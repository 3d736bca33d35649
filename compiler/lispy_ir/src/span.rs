//! Byte-offset spans into a source string.

use std::fmt;

/// Error when a byte range does not fit in a `u32` span.
#[derive(Debug, Clone, PartialEq, Eq)]
pub enum SpanError {
    /// Start offset exceeds `u32::MAX`.
    StartTooLarge(usize),
    /// End offset exceeds `u32::MAX`.
    EndTooLarge(usize),
}

impl fmt::Display for SpanError {
    fn fmt(&self, f: &mut fmt::Formatter<'_>) -> fmt::Result {
        match self {
            SpanError::StartTooLarge(v) => write!(f, "span start {v} exceeds u32::MAX"),
            SpanError::EndTooLarge(v) => write!(f, "span end {v} exceeds u32::MAX"),
        }
    }
}

impl std::error::Error for SpanError {}

/// Half-open byte range `start..end` in the source text.
#[derive(Copy, Clone, Eq, PartialEq, Hash, Default)]
pub struct Span {
    pub start: u32,
    pub end: u32,
}

impl Span {
    /// Span used for trees built by hand rather than by the parser.
    pub const DUMMY: Span = Span { start: 0, end: 0 };

    #[inline]
    pub const fn new(start: u32, end: u32) -> Self {
        Span { start, end }
    }

    /// Fallible conversion from a `usize` byte range.
    #[inline]
    pub fn try_from_range(range: std::ops::Range<usize>) -> Result<Self, SpanError> {
        let start =
            u32::try_from(range.start).map_err(|_| SpanError::StartTooLarge(range.start))?;
        let end = u32::try_from(range.end).map_err(|_| SpanError::EndTooLarge(range.end))?;
        Ok(Span { start, end })
    }

    #[inline]
    pub const fn len(&self) -> u32 {
        self.end - self.start
    }

    #[inline]
    pub const fn is_empty(&self) -> bool {
        self.start == self.end
    }

    /// Smallest span covering both `self` and `other`.
    #[inline]
    #[must_use]
    pub fn merge(self, other: Span) -> Span {
        Span {
            start: self.start.min(other.start),
            end: self.end.max(other.end),
        }
    }

    #[inline]
    pub fn to_range(&self) -> std::ops::Range<usize> {
        self.start as usize..self.end as usize
    }
}

impl fmt::Debug for Span {
    fn fmt(&self, f: &mut fmt::Formatter<'_>) -> fmt::Result {
        write!(f, "{}..{}", self.start, self.end)
    }
}

impl fmt::Display for Span {
    fn fmt(&self, f: &mut fmt::Formatter<'_>) -> fmt::Result {
        write!(f, "{}..{}", self.start, self.end)
    }
}

#[cfg(target_pointer_width = "64")]
mod size_asserts {
    use super::Span;
    crate::static_assert_size!(Span, 8);
}

#[cfg(test)]
mod tests {
    use super::*;

    #[test]
    fn test_span_merge() {
        let open = Span::new(0, 1);
        let close = Span::new(7, 8);
        let group = open.merge(close);
        assert_eq!(group, Span::new(0, 8));
        assert_eq!(group.len(), 8);
        assert_eq!(group.to_range(), 0..8);
    }

    #[test]
    fn test_span_try_from_range() {
        assert_eq!(Span::try_from_range(3..5), Ok(Span::new(3, 5)));

        #[cfg(target_pointer_width = "64")]
        {
            let too_big = u32::MAX as usize + 1;
            assert_eq!(
                Span::try_from_range(too_big..too_big),
                Err(SpanError::StartTooLarge(too_big))
            );
            assert_eq!(
                Span::try_from_range(0..too_big),
                Err(SpanError::EndTooLarge(too_big))
            );
        }
    }

    #[test]
    fn test_dummy_is_empty() {
        assert!(Span::DUMMY.is_empty());
        assert_eq!(format!("{:?}", Span::new(2, 9)), "2..9");
    }
}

______

*WORK TASK*: Scan the entries above and show each line that contains the word "SpanError".

*EXERCISE RESULT*:
pub enum SpanError {
impl fmt::Display for SpanError {
            SpanError::StartTooLarge(v) => write!(f, "span start {v} exceeds u32::MAX"),
            SpanError::EndTooLarge(v) => write!(f, "span end {v} exceeds u32::MAX"),
impl std::error::Error for SpanError {}
    pub fn try_from_range(range: std::ops::Range<usize>) -> Result<Self, SpanError> {
            u32::try_from(range.start).map_err(|_| SpanError::StartTooLarge(range.start))?;
        let end = u32::try_from(range.end).map_err(|_| SpanError::EndTooLarge(range.end))?;
                Err(SpanError::StartTooLarge(too_big))
                Err(SpanError::EndTooLarge(too_big))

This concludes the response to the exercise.